- Opening Delimiter -

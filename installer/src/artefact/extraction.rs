//! Single-member extraction from `.tar.gz` release archives.
//!
//! Only the named library is written. Every entry path is checked for
//! traversal (absolute paths or `..` components reject the whole archive),
//! and the copy is capped independently of the size the tar header declares.

use flate2::read::GzDecoder;
use log::debug;
use std::fs;
use std::io::{self, Read};
use std::path::{Component, Path};
use thiserror::Error;

/// Permission bits applied to the extracted library.
#[cfg(unix)]
const LIBRARY_FILE_MODE: u32 = 0o700;

/// Permission bits applied to the directory holding the library.
#[cfg(unix)]
const LIBRARY_DIR_MODE: u32 = 0o700;

/// Trait for extracting a library from an archive, enabling test mocking.
///
/// # Examples
///
/// ```
/// use chroma_local_installer::artefact::extraction::TarGzExtractor;
///
/// let extractor = TarGzExtractor::new(500 * 1024 * 1024);
/// // Use extractor.extract_member(archive, "libchroma_shim.so", dest) in production
/// ```
#[cfg_attr(test, mockall::automock)]
pub trait ArtefactExtractor {
    /// Extract `member` from the archive at `archive_path` to `dest_path`.
    ///
    /// # Errors
    ///
    /// Returns [`ExtractionError::PathTraversal`] if any entry attempts to
    /// escape the destination, [`ExtractionError::MemberNotFound`] if no
    /// regular file is named `member`, a size error if the member is empty
    /// or too large, and [`ExtractionError::Io`] on I/O failures.
    fn extract_member(
        &self,
        archive_path: &Path,
        member: &str,
        dest_path: &Path,
    ) -> Result<(), ExtractionError>;
}

/// Errors arising from archive extraction.
#[derive(Debug, Error)]
pub enum ExtractionError {
    /// I/O error during extraction.
    #[error("extraction I/O error: {0}")]
    Io(#[from] io::Error),

    /// A path in the archive attempts to traverse outside the destination.
    #[error("path traversal detected: {path}")]
    PathTraversal {
        /// The offending path from the archive entry.
        path: String,
    },

    /// The archive has no regular file with the requested name.
    #[error("library {member} not found in archive")]
    MemberNotFound {
        /// The requested member name.
        member: String,
    },

    /// The tar header declares an empty member.
    #[error("library {member} has invalid size {size} in archive")]
    InvalidSize {
        /// The requested member name.
        member: String,
        /// The declared size.
        size: u64,
    },

    /// The tar header declares a member above the size limit.
    #[error("library {member} exceeds max allowed size: {size} bytes > {max} bytes")]
    MemberTooLarge {
        /// The requested member name.
        member: String,
        /// The declared size.
        size: u64,
        /// The configured limit.
        max: u64,
    },

    /// More bytes than the limit were read for the member.
    #[error("extracted library {member} exceeds max allowed size of {max} bytes")]
    SizeLimitExceeded {
        /// The requested member name.
        member: String,
        /// The configured limit.
        max: u64,
    },

    /// The number of bytes written differs from the declared size.
    #[error("extracted library size mismatch: expected {expected} bytes, got {actual} bytes")]
    SizeMismatch {
        /// The declared size.
        expected: u64,
        /// The number of bytes written.
        actual: u64,
    },
}

impl ExtractionError {
    /// Whether the failure is a size-limit violation.
    #[must_use]
    pub fn is_resource_limit(&self) -> bool {
        matches!(
            self,
            Self::MemberTooLarge { .. } | Self::SizeLimitExceeded { .. }
        )
    }
}

/// Default extractor using the `flate2` and `tar` crates.
///
/// Validates each entry path before inspecting it to guard against path
/// traversal attacks (zip-slip).
#[derive(Debug, Clone, Copy)]
pub struct TarGzExtractor {
    max_bytes: u64,
}

impl TarGzExtractor {
    /// Create an extractor that refuses members larger than `max_bytes`.
    #[must_use]
    pub fn new(max_bytes: u64) -> Self {
        Self { max_bytes }
    }

    fn write_member(
        &self,
        entry: &mut impl Read,
        member: &str,
        declared: u64,
        dest_path: &Path,
    ) -> Result<(), ExtractionError> {
        prepare_parent(dest_path)?;
        let mut out = create_library_file(dest_path)?;
        let result = copy_bounded(entry, &mut out, member, declared, self.max_bytes)
            .and_then(|()| out.sync_all().map_err(ExtractionError::from));
        drop(out);
        if let Err(err) = result {
            let _ = fs::remove_file(dest_path);
            return Err(err);
        }
        set_library_permissions(dest_path)?;
        debug!("extracted {member} ({declared} bytes) to {}", dest_path.display());
        Ok(())
    }
}

impl ArtefactExtractor for TarGzExtractor {
    fn extract_member(
        &self,
        archive_path: &Path,
        member: &str,
        dest_path: &Path,
    ) -> Result<(), ExtractionError> {
        let file = fs::File::open(archive_path)?;
        let mut archive = tar::Archive::new(GzDecoder::new(file));

        for entry_result in archive.entries()? {
            let mut entry = entry_result?;
            let entry_path = entry.path()?.into_owned();

            validate_entry_path(&entry_path)?;

            if !entry.header().entry_type().is_file() || !member_matches(&entry_path, member) {
                continue;
            }

            let declared = entry.header().size()?;
            if declared == 0 {
                return Err(ExtractionError::InvalidSize {
                    member: member.to_owned(),
                    size: declared,
                });
            }
            if declared > self.max_bytes {
                return Err(ExtractionError::MemberTooLarge {
                    member: member.to_owned(),
                    size: declared,
                    max: self.max_bytes,
                });
            }
            return self.write_member(&mut entry, member, declared, dest_path);
        }

        Err(ExtractionError::MemberNotFound {
            member: member.to_owned(),
        })
    }
}

/// Whether an entry path names `member`, allowing a leading `./`.
fn member_matches(entry_path: &Path, member: &str) -> bool {
    let wanted = Path::new(member);
    entry_path == wanted
        || entry_path
            .strip_prefix(".")
            .is_ok_and(|stripped| stripped == wanted)
}

fn copy_bounded(
    entry: &mut impl Read,
    out: &mut fs::File,
    member: &str,
    declared: u64,
    max_bytes: u64,
) -> Result<(), ExtractionError> {
    let mut limited = entry.take(max_bytes.saturating_add(1));
    let written = io::copy(&mut limited, out)?;
    if written > max_bytes {
        return Err(ExtractionError::SizeLimitExceeded {
            member: member.to_owned(),
            max: max_bytes,
        });
    }
    if written != declared {
        return Err(ExtractionError::SizeMismatch {
            expected: declared,
            actual: written,
        });
    }
    Ok(())
}

fn prepare_parent(dest_path: &Path) -> io::Result<()> {
    let Some(parent) = dest_path.parent().filter(|dir| !dir.as_os_str().is_empty()) else {
        return Ok(());
    };
    fs::create_dir_all(parent)?;
    #[cfg(unix)]
    {
        use std::os::unix::fs::PermissionsExt;
        fs::set_permissions(parent, fs::Permissions::from_mode(LIBRARY_DIR_MODE))?;
    }
    Ok(())
}

fn create_library_file(dest_path: &Path) -> io::Result<fs::File> {
    let mut options = fs::OpenOptions::new();
    options.write(true).create(true).truncate(true);
    #[cfg(unix)]
    {
        use std::os::unix::fs::OpenOptionsExt;
        options.mode(LIBRARY_FILE_MODE);
    }
    options.open(dest_path)
}

/// Apply fixed permissions regardless of the process umask or archive mode.
fn set_library_permissions(dest_path: &Path) -> io::Result<()> {
    #[cfg(unix)]
    {
        use std::os::unix::fs::PermissionsExt;
        fs::set_permissions(dest_path, fs::Permissions::from_mode(LIBRARY_FILE_MODE))?;
    }
    #[cfg(not(unix))]
    {
        let _ = dest_path;
    }
    Ok(())
}

/// Validate that a tar entry path does not escape the destination
/// directory via `..` components or absolute paths.
fn validate_entry_path(path: &Path) -> Result<(), ExtractionError> {
    if path.is_absolute() || path.has_root() {
        return Err(ExtractionError::PathTraversal {
            path: path.display().to_string(),
        });
    }
    for component in path.components() {
        if matches!(component, Component::ParentDir) {
            return Err(ExtractionError::PathTraversal {
                path: path.display().to_string(),
            });
        }
    }
    Ok(())
}

#[cfg(test)]
#[path = "extraction_tests.rs"]
mod tests;
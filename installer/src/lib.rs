//! Chroma local runtime installer library.
//!
//! This crate locates the Chroma local runtime shared library, downloading
//! it when necessary. Downloads are fetched from release mirrors, checked
//! against a signed `SHA256SUMS` manifest, and extracted into a cache shared
//! by every process on the machine under a cross-process lock. It is used by
//! the `chroma-local-installer` CLI binary and by client construction in the
//! root crate.
//!
//! # Modules
//!
//! - [`artefact`] - Release naming, transport, verification and extraction
//! - [`budget`] - Download limits, lock timings and release mirrors
//! - [`cache`] - Version-scoped cache layout
//! - [`cli`] - Command-line argument definitions
//! - [`dirs`] - Home directory abstraction and the default cache root
//! - [`error`] - Installer error type and error classification
//! - [`lock`] - Cross-process download lock with heartbeat
//! - [`output`] - Output helpers for the CLI
//! - [`pipeline`] - The download, verify and install pipeline
//! - [`resolver`] - Library path resolution

pub mod artefact;
pub mod budget;
pub mod cache;
pub mod cli;
pub mod dirs;
pub mod error;
pub mod lock;
pub mod output;
pub mod pipeline;
pub mod resolver;
#[cfg(feature = "test-support")]
pub mod test_utils;
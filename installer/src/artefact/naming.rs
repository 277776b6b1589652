//! Release asset naming and URL construction.
//!
//! Every version publishes a checksum manifest, its detached signature, the
//! signing certificate and one archive per platform, all under
//! `<base>/<version>/`. Archives are named
//! `chroma-go-local-<version>-<platform>.tar.gz`.

use super::target::PlatformAsset;
use super::version_tag::LibraryVersionTag;
use std::fmt;

/// File name of the checksum manifest asset.
pub const CHECKSUMS_ASSET: &str = "SHA256SUMS";

/// File name of the detached, base64-encoded manifest signature.
pub const CHECKSUMS_SIGNATURE_ASSET: &str = "SHA256SUMS.sig";

/// File name of the base64-wrapped PEM signing certificate.
pub const CHECKSUMS_CERTIFICATE_ASSET: &str = "SHA256SUMS.pem";

/// The fixed prefix for all archive names.
const ARCHIVE_PREFIX: &str = "chroma-go-local";

/// The fixed file extension for archives.
const ARCHIVE_EXTENSION: &str = ".tar.gz";

/// A fully-qualified release archive name.
///
/// # Examples
///
/// ```
/// use chroma_local_installer::artefact::naming::ArchiveName;
/// use chroma_local_installer::artefact::target::PlatformAsset;
/// use chroma_local_installer::artefact::version_tag::LibraryVersionTag;
///
/// let version: LibraryVersionTag = "v0.3.1".try_into().expect("valid tag");
/// let asset = PlatformAsset::lookup("linux", "x86_64").expect("supported");
///
/// let name = ArchiveName::new(&version, asset);
/// assert_eq!(name.to_string(), "chroma-go-local-v0.3.1-linux-amd64.tar.gz");
/// ```
#[derive(Debug, Clone, PartialEq, Eq)]
pub struct ArchiveName {
    version: LibraryVersionTag,
    asset: PlatformAsset,
}

impl ArchiveName {
    /// Create an archive name from validated components.
    #[must_use]
    pub fn new(version: &LibraryVersionTag, asset: PlatformAsset) -> Self {
        Self {
            version: version.clone(),
            asset,
        }
    }

    /// Return the version component.
    #[must_use]
    pub fn version(&self) -> &LibraryVersionTag {
        &self.version
    }

    /// Return the platform component.
    #[must_use]
    pub fn asset(&self) -> PlatformAsset {
        self.asset
    }

    /// Return the filename as a string without consuming the value.
    #[must_use]
    pub fn filename(&self) -> String {
        self.to_string()
    }
}

impl fmt::Display for ArchiveName {
    fn fmt(&self, f: &mut fmt::Formatter<'_>) -> fmt::Result {
        write!(
            f,
            "{ARCHIVE_PREFIX}-{}-{}{ARCHIVE_EXTENSION}",
            self.version,
            self.asset.platform()
        )
    }
}

/// Build the URL of `asset` for `version` beneath a mirror base URL.
///
/// Trailing slashes on the base are ignored.
///
/// # Examples
///
/// ```
/// use chroma_local_installer::artefact::naming::asset_url;
/// use chroma_local_installer::artefact::version_tag::LibraryVersionTag;
///
/// let version: LibraryVersionTag = "v0.3.1".try_into().expect("valid tag");
/// assert_eq!(
///     asset_url("https://mirror.test/releases/", &version, "SHA256SUMS"),
///     "https://mirror.test/releases/v0.3.1/SHA256SUMS"
/// );
/// ```
#[must_use]
pub fn asset_url(base: &str, version: &LibraryVersionTag, asset: &str) -> String {
    format!("{}/{version}/{asset}", base.trim_end_matches('/'))
}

- Closing Delimiter -

→ What you need to do
In the listing above, find the line with "use std::fmt;" and the line with "release archive name.", then print exactly those lines and every line between them.

→ Answer area
use std::fmt;

/// File name of the checksum manifest asset.
pub const CHECKSUMS_ASSET: &str = "SHA256SUMS";

/// File name of the detached, base64-encoded manifest signature.
pub const CHECKSUMS_SIGNATURE_ASSET: &str = "SHA256SUMS.sig";

/// File name of the base64-wrapped PEM signing certificate.
pub const CHECKSUMS_CERTIFICATE_ASSET: &str = "SHA256SUMS.pem";

/// The fixed prefix for all archive names.
const ARCHIVE_PREFIX: &str = "chroma-go-local";

/// The fixed file extension for archives.
const ARCHIVE_EXTENSION: &str = ".tar.gz";

/// A fully-qualified release archive name.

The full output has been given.